● EXERCISE DESCRIPTION
Copy exactly the lines that run from the one containing "pub trait IssuerProvider: Send" through the end of the entries, both ends included.

● SUPPLIED MATERIAL
= = = =
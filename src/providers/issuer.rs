/// Source of the `iss` claim stamped into every issued token.
pub trait IssuerProvider: Send + Sync {
    fn issuer(&self) -> &str;
}

/// A fixed issuer identifier.
#[derive(Debug, Clone)]
pub struct StaticIssuer(pub String);

impl StaticIssuer {
    pub fn new(issuer: impl Into<String>) -> Self {
        Self(issuer.into())
    }
}

impl IssuerProvider for StaticIssuer {
    fn issuer(&self) -> &str {
        &self.0
    }
}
= = = =
● RESULT
pub trait IssuerProvider: Send + Sync {
    fn issuer(&self) -> &str;
}

/// A fixed issuer identifier.
#[derive(Debug, Clone)]
pub struct StaticIssuer(pub String);

impl StaticIssuer {
    pub fn new(issuer: impl Into<String>) -> Self {
        Self(issuer.into())
    }
}

impl IssuerProvider for StaticIssuer {
    fn issuer(&self) -> &str {
        &self.0
    }
}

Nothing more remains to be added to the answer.